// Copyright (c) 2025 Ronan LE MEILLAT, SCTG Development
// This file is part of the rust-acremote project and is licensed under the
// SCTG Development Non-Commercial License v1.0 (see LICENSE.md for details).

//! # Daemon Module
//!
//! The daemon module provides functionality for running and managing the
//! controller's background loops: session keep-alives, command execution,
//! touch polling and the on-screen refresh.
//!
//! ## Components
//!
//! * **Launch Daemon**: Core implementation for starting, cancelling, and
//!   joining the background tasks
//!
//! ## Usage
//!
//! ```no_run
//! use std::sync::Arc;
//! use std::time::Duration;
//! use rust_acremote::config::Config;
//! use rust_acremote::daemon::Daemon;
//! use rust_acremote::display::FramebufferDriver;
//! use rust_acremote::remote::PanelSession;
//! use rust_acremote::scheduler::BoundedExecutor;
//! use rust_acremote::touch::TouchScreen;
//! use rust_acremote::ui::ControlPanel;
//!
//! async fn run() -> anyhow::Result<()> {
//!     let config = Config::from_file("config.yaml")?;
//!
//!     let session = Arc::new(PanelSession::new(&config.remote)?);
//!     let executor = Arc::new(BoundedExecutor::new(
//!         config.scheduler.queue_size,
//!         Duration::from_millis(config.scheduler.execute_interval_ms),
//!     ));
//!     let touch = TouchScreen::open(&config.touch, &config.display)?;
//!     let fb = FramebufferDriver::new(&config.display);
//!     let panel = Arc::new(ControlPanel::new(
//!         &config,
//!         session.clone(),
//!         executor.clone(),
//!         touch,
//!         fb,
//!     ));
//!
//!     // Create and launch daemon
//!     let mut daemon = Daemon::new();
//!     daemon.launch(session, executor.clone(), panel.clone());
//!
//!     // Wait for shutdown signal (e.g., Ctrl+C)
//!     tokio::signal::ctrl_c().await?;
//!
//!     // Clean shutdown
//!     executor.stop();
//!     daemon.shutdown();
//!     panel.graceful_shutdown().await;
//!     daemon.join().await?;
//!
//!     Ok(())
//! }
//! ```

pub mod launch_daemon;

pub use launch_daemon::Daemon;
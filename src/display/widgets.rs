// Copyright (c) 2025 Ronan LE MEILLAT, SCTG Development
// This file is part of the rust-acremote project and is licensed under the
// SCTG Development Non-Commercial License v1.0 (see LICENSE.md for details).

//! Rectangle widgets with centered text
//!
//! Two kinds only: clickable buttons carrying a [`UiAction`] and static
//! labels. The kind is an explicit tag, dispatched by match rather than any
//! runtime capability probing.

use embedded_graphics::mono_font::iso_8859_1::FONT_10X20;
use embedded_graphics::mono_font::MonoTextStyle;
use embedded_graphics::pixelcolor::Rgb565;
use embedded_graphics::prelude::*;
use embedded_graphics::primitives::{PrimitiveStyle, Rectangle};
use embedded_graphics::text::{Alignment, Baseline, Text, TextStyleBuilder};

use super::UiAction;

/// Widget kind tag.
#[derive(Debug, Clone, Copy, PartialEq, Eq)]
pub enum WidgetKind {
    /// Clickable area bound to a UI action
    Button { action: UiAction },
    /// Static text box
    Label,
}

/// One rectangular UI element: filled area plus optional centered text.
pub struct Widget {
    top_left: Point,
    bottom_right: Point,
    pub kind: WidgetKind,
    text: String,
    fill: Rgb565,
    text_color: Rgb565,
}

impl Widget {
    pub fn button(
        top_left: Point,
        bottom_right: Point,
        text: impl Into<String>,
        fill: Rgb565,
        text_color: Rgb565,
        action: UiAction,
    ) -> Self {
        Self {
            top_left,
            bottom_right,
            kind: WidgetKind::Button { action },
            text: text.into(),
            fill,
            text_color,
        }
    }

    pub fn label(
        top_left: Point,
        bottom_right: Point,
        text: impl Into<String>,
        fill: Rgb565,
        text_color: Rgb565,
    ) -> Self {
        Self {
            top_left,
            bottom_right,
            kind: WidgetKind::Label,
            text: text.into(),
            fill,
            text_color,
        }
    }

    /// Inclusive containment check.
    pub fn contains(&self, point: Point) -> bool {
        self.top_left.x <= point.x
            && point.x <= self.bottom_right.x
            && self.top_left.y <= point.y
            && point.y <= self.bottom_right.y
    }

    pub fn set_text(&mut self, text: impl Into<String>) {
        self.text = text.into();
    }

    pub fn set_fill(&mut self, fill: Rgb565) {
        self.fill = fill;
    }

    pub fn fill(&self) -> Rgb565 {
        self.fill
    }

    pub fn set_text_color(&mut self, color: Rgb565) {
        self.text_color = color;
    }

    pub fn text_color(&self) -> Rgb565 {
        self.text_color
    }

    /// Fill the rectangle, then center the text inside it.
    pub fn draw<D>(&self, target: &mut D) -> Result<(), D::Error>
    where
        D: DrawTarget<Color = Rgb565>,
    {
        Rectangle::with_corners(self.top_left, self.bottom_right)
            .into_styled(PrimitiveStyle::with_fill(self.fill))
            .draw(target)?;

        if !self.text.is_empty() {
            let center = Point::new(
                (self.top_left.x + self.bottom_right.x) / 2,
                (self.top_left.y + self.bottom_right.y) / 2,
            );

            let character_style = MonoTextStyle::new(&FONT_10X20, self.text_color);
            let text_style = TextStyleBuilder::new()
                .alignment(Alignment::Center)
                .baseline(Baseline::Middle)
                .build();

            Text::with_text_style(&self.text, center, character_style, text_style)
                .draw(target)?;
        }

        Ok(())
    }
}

━━━━━━━━━━━━━━━━

EXERCISE:
Copy out each line of the data containing the string "signal".

RESULT OF THE TASK:
//!     // Wait for shutdown signal (e.g., Ctrl+C)
//!     tokio::signal::ctrl_c().await?;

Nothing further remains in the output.